Reaction to the new program and change was mostly good among students and parents. However, there were some parents who were apprehensive and did not appreciate the state’s “interference.”

“Well, different parents react different ways," Stowers said. "Some want to encourage their children to succeed in life and do well in school. And some take the opinion that state action is interfering with them doing what they want to do in their home. And they can choose to educate their children in their way.”

However, Stowers said truancy can be an indicator for problems at the home.

“A lot of parents are into things that they didn’t want any one know about that’s going on in their home," he said. "This is the genesis of most truancy cases.

"Truancy is like a smoke detector at home. It may go off and show there is a fire, and we need to rush out there to acutely handle the problem. It make also just indicated that there is smoke and it’s smoldering and an issue, a more serious issue, is getting ready to happen.

"No matter what, a child not going to [middle or high] school means that there is a problem some where, whether it’s the family, child, or substance abuse. And you have to think that some of the parents involved in substance abuse aren’t very happy to have a probation office standing on their porch inquiring about why their child isn’t coming to school.”

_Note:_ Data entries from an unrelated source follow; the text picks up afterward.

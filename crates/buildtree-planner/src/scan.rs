use std::collections::BTreeMap;
use std::fs;
use std::path::Path;

use buildtree_core::version::{digits_of, is_greater};
use buildtree_core::PackageTree;
use tracing::{debug, trace};

use crate::types::PlanError;

/// Split `<pack_name>-<version>` on the last `-`.
pub fn split_directory_name(directory: &str) -> Option<(&str, &str)> {
    directory.rsplit_once('-')
}

/// Versions of the packages already unpacked in `source_dir`, keyed by
/// archive name. When several directories exist for one package the greatest
/// version wins; directories that are not catalog packages or whose suffix is
/// not a dotted version are ignored.
pub fn scan_installed_versions(
    source_dir: &Path,
    tree: &PackageTree,
) -> Result<BTreeMap<String, String>, PlanError> {
    let catalog = tree.versions_by_archive_name(tree.root());
    let entries = fs::read_dir(source_dir).map_err(|err| PlanError::Scan {
        path: source_dir.to_path_buf(),
        diagnostic: err.to_string(),
    })?;

    let mut directories = Vec::new();
    for entry in entries {
        let entry = entry.map_err(|err| PlanError::Scan {
            path: source_dir.to_path_buf(),
            diagnostic: err.to_string(),
        })?;
        if !entry.path().is_dir() {
            continue;
        }
        if let Some(name) = entry.file_name().to_str() {
            directories.push(name.to_string());
        }
    }
    directories.sort();

    let mut installed: BTreeMap<String, String> = BTreeMap::new();
    for directory in &directories {
        let Some((pack_name, version)) = split_directory_name(directory) else {
            trace!(directory, "skipping directory without version suffix");
            continue;
        };
        if !catalog.contains_key(pack_name) {
            trace!(directory, "skipping directory outside the catalog");
            continue;
        }
        if digits_of(version).is_err() {
            trace!(directory, "skipping directory with unparsable version");
            continue;
        }
        match installed.get(pack_name) {
            Some(current) if !is_greater(version, current) => {}
            _ => {
                installed.insert(pack_name.to_string(), version.to_string());
            }
        }
    }

    debug!(source_dir = %source_dir.display(), found = installed.len(), "scanned installed packages");
    Ok(installed)
}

Regardless of some trepidation from parents, Stowers said the program proved to be such a success that it is being used as a model for other counties.

“Because of the success of this program and school based probation officers, the new Juvenile Justice Bill included a model that [other] counties can follow that pretty much tracks the model that we started," he said. "It allows other counties who haven’t addressed truancy the way we have to role it out in a model similar to ours. I think this bill is trying that model to all 55 counties.”

As a closing victory, the Putnam County school board finally is getting some money back from the program.

“Several years ago a bill was passed in the Legislature to let the school board recoup some of their money that they have paid for the school based probation officers," Stowers said. "Putnam County had been paying 100 percent of the officer’s salary.

There was bill passed two years that said that the state school board should get 50 percent of their money back. But no one ever funded that in the budget. So last year, the Legislature passed Juvenile Justice Reform. And as a result of that, the governor’s office decided that if counties hired probation officers to work with truancy children, then they would get half their money back. I announced last to the school board.

"They are going to receive $39,000 back, which is the first time since the program started."